§ **PROBLEM STATEMENT**
The answer must be every line below that contains the string "MetalType".

§ **AVAILABLE RECORDS**
★ ★ ★ ★ ★

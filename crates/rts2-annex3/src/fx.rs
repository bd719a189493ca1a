//! Foreign Exchange Derivatives (Table 8.1 and 8.2).
//!
//! Every FX sub-asset class segments the same way: the underlying currency
//! pair, then the [1 week, 3 months, 1 year, 2 years, 3 years] maturity
//! chain. The tables define no liquid-market rows for FX; only the
//! non-liquid floors apply.

use rts2_core::BucketCeiling;
use rts2_taxonomy::thresholds::ThresholdSpecification;
use rts2_taxonomy::{
    AssetClass, BucketChain, Criterion, DateKind, SubAssetClass, SubjectAttr, TaxonomyResult,
};

use crate::support::{self, SWAP_MATURITY};

const CURRENCY_PAIR: &str = "underlying currency pair defined as combination of the two \
     currencies underlying the derivative contract";

fn maturity_chain() -> TaxonomyResult<BucketChain> {
    BucketChain::new(vec![
        BucketCeiling::weeks(1),
        BucketCeiling::months(3),
        BucketCeiling::years(1),
        BucketCeiling::years(2),
        BucketCeiling::years(3),
    ])
}

fn common_thresholds() -> ThresholdSpecification {
    ThresholdSpecification {
        liquidity_criteria: None,
        liquid_thresholds: vec![],
        non_liquid_thresholds: Some(support::floor_row(
            4_000_000, 5_000_000, 20_000_000, 25_000_000,
        )),
    }
}

fn currency_pair_sub_class(name: &str, pair: &str) -> TaxonomyResult<SubAssetClass> {
    Ok(SubAssetClass::new(name)
        .with_criterion(Criterion::arbitrary(SubjectAttr::UnderlyingCurrencyPair, pair))
        .with_criterion(Criterion::bucketed(
            DateKind::Lifetime,
            SWAP_MATURITY,
            maturity_chain()?,
        ))
        .with_thresholds(common_thresholds()))
}

pub(crate) fn asset_class() -> TaxonomyResult<AssetClass> {
    Ok(AssetClass::new("Foreign Exchange Derivatives")
        .with_reference("Table 8.1 and 8.2")
        .with_sub_asset_class(currency_pair_sub_class(
            "Non-deliverable forward (NDF)",
            CURRENCY_PAIR,
        )?)
        .with_sub_asset_class(currency_pair_sub_class(
            "Deliverable forward (DF)",
            CURRENCY_PAIR,
        )?)
        .with_sub_asset_class(currency_pair_sub_class(
            "Non-Deliverable FX options (NDO)",
            CURRENCY_PAIR,
        )?)
        .with_sub_asset_class(currency_pair_sub_class(
            "Deliverable FX options (DO)",
            CURRENCY_PAIR,
        )?)
        .with_sub_asset_class(currency_pair_sub_class(
            "Non-Deliverable FX swaps (NDS)",
            CURRENCY_PAIR,
        )?)
        .with_sub_asset_class(currency_pair_sub_class(
            "Deliverable FX swaps (DS)",
            CURRENCY_PAIR,
        )?)
        .with_sub_asset_class(currency_pair_sub_class(
            "FX futures",
            "underlying currency pair defined as combination of the two currencies \
             underlying the derivative",
        )?)
        .with_sub_asset_class(
            SubAssetClass::new("Other Foreign Exchange Derivatives")
                .with_description(
                    "an FX derivative that does not belong to any of the above sub-asset classes",
                )
                .with_thresholds(common_thresholds()),
        ))
}
//! Commodity Derivatives (Table 7.1, 7.2 and 7.3).
//!
//! Metals dispatch their maturity bucketing on the metal type (precious
//! metals get an extra 3-month bucket); energy dispatches on the energy
//! product code into the oil, coal, and gas/electricity regimes.

use rts2_core::BucketCeiling;
use rts2_taxonomy::thresholds::ThresholdSpecification;
use rts2_taxonomy::{
    AssetClass, BucketChain, Criterion, DateKind, DispatchArm, SubAssetClass, SubjectAttr,
    TaxonomyResult,
};

use crate::rts23;
use crate::support::{self, FUTURE_FORWARD_MATURITY, OPTION_MATURITY, SWAP_MATURITY};

const METAL_TYPE: &str = "metal type: precious metal, non-precious metal";
const ENERGY_TYPE: &str = "energy type: oil, oil distillates, coal, oil light ends, natural \
     gas, electricity, inter-energy";
const LOAD_TYPE: &str = "load type defined as baseload, peakload, off-peak or others, \
     applicable to energy type: electricity";
const DELIVERY: &str = "delivery/ cash settlement location applicable to energy types: oil, \
     oil distillates, oil light ends, electricity, inter-energy";

fn common_thresholds() -> ThresholdSpecification {
    support::standard_specification(
        support::liquidity(10_000_000, 10),
        250_000,
        500_000,
        750_000,
        1_000_000,
    )
}

fn metal_dispatch(description: &str) -> TaxonomyResult<Criterion> {
    let precious = BucketChain::new(vec![
        BucketCeiling::months(3),
        BucketCeiling::years(1),
        BucketCeiling::years(2),
        BucketCeiling::years(3),
    ])?;
    let non_precious = BucketChain::new(vec![
        BucketCeiling::years(1),
        BucketCeiling::years(2),
        BucketCeiling::years(3),
    ])?;
    Ok(Criterion::dispatch(
        SubjectAttr::MetalType,
        description,
        vec![
            DispatchArm::new(
                ["PRME"],
                Criterion::bucketed(DateKind::Lifetime, "precious metal", precious),
            ),
            DispatchArm::new(
                ["NPRM"],
                Criterion::bucketed(DateKind::Lifetime, "non-precious metal", non_precious),
            ),
        ],
    ))
}

fn energy_dispatch(description: &str) -> TaxonomyResult<Criterion> {
    let oil = BucketChain::new(vec![
        BucketCeiling::months(4),
        BucketCeiling::months(8),
        BucketCeiling::years(1),
        BucketCeiling::years(2),
    ])?;
    let coal = BucketChain::new(vec![
        BucketCeiling::months(6),
        BucketCeiling::years(1),
        BucketCeiling::years(2),
    ])?;
    let gas_electricity = BucketChain::new(vec![
        BucketCeiling::months(1),
        BucketCeiling::years(1),
        BucketCeiling::years(2),
    ])?;
    Ok(Criterion::dispatch(
        SubjectAttr::EnergyType,
        description,
        vec![
            DispatchArm::new(
                rts23::OIL_PRODUCTS,
                Criterion::bucketed(DateKind::Lifetime, "Oil/ Oil Distillates/ Oil Light ends", oil),
            ),
            DispatchArm::new(
                rts23::COAL_PRODUCTS,
                Criterion::bucketed(DateKind::Lifetime, "Coal", coal),
            ),
            DispatchArm::new(
                rts23::GAS_ELECTRICITY_PRODUCTS,
                Criterion::bucketed(
                    DateKind::Lifetime,
                    "Natural Gas/ Electricity/ Inter-energy",
                    gas_electricity,
                ),
            ),
        ],
    ))
}

fn metal_sub_class(
    name: &str,
    notional_currency: &str,
    maturity: &str,
) -> TaxonomyResult<SubAssetClass> {
    Ok(SubAssetClass::new(name)
        .with_criterion(Criterion::discrete(
            SubjectAttr::MetalType,
            METAL_TYPE,
            rts23::METAL_PRODUCTS,
        ))
        .with_criterion(Criterion::arbitrary(
            SubjectAttr::UnderlyingMetal,
            "underlying metal",
        ))
        .with_criterion(Criterion::arbitrary(SubjectAttr::NotionalCurrency, notional_currency))
        .with_criterion(metal_dispatch(maturity)?)
        .with_thresholds(common_thresholds()))
}

fn energy_futures() -> TaxonomyResult<SubAssetClass> {
    Ok(SubAssetClass::new("Energy commodity futures/forwards")
        .with_criterion(Criterion::discrete(
            SubjectAttr::EnergyType,
            ENERGY_TYPE,
            rts23::ENERGY_PRODUCTS,
        ))
        .with_criterion(Criterion::arbitrary(
            SubjectAttr::UnderlyingEnergy,
            "underlying energy",
        ))
        .with_criterion(Criterion::arbitrary(
            SubjectAttr::NotionalCurrency,
            "notional currency defined as the currency in which the notional amount of the \
             future/forward is denominated",
        ))
        .with_criterion(Criterion::arbitrary(SubjectAttr::LoadType, LOAD_TYPE))
        .with_criterion(Criterion::arbitrary(SubjectAttr::DeliveryLocation, DELIVERY))
        .with_criterion(energy_dispatch(FUTURE_FORWARD_MATURITY)?)
        .with_thresholds(common_thresholds()))
}

fn energy_swaps() -> TaxonomyResult<SubAssetClass> {
    Ok(SubAssetClass::new("Energy commodity swaps")
        .with_criterion(Criterion::discrete(
            SubjectAttr::EnergyType,
            ENERGY_TYPE,
            rts23::ENERGY_PRODUCTS,
        ))
        .with_criterion(Criterion::arbitrary(
            SubjectAttr::UnderlyingEnergy,
            "underlying energy",
        ))
        .with_criterion(Criterion::arbitrary(
            SubjectAttr::NotionalCurrency,
            "notional currency defined as the currency in which the notional amount of the \
             swap is denominated",
        ))
        .with_criterion(Criterion::arbitrary(
            SubjectAttr::SettlementType,
            "settlement type defined as cash, physical or other",
        ))
        .with_criterion(Criterion::arbitrary(SubjectAttr::LoadType, LOAD_TYPE))
        .with_criterion(Criterion::arbitrary(SubjectAttr::DeliveryLocation, DELIVERY))
        .with_criterion(energy_dispatch(SWAP_MATURITY)?)
        .with_thresholds(common_thresholds()))
}

fn agricultural_futures() -> TaxonomyResult<SubAssetClass> {
    let chain = BucketChain::new(vec![
        BucketCeiling::months(3),
        BucketCeiling::months(6),
        BucketCeiling::years(1),
        BucketCeiling::years(2),
    ])?;
    Ok(SubAssetClass::new("Agricultural commodity futures/forwards")
        .with_criterion(Criterion::arbitrary(
            SubjectAttr::UnderlyingAgricultural,
            "underlying agricultural commodity",
        ))
        .with_criterion(Criterion::arbitrary(
            SubjectAttr::NotionalCurrency,
            "notional currency defined as the currency in which the notional amount of the \
             future/forward is denominated",
        ))
        .with_criterion(Criterion::bucketed(
            DateKind::Lifetime,
            FUTURE_FORWARD_MATURITY,
            chain,
        ))
        .with_thresholds(common_thresholds()))
}

pub(crate) fn asset_class() -> TaxonomyResult<AssetClass> {
    Ok(AssetClass::new("Commodity Derivatives")
        .with_reference("Table 7.1, 7.2 and 7.3")
        .with_sub_asset_class(metal_sub_class(
            "Metal commodity futures/forwards",
            "notional currency defined as the currency in which the notional amount of the \
             future/forward is denominated",
            FUTURE_FORWARD_MATURITY,
        )?)
        .with_sub_asset_class(metal_sub_class(
            "Metal commodity options",
            "notional currency defined as the currency in which the notional amount of the \
             option is denominated",
            OPTION_MATURITY,
        )?)
        .with_sub_asset_class(energy_futures()?)
        .with_sub_asset_class(energy_swaps()?)
        .with_sub_asset_class(agricultural_futures()?))
}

★ ★ ★ ★ ★

§ **RESULT OF THIS EXERCISE**
        SubjectAttr::MetalType,
            SubjectAttr::MetalType,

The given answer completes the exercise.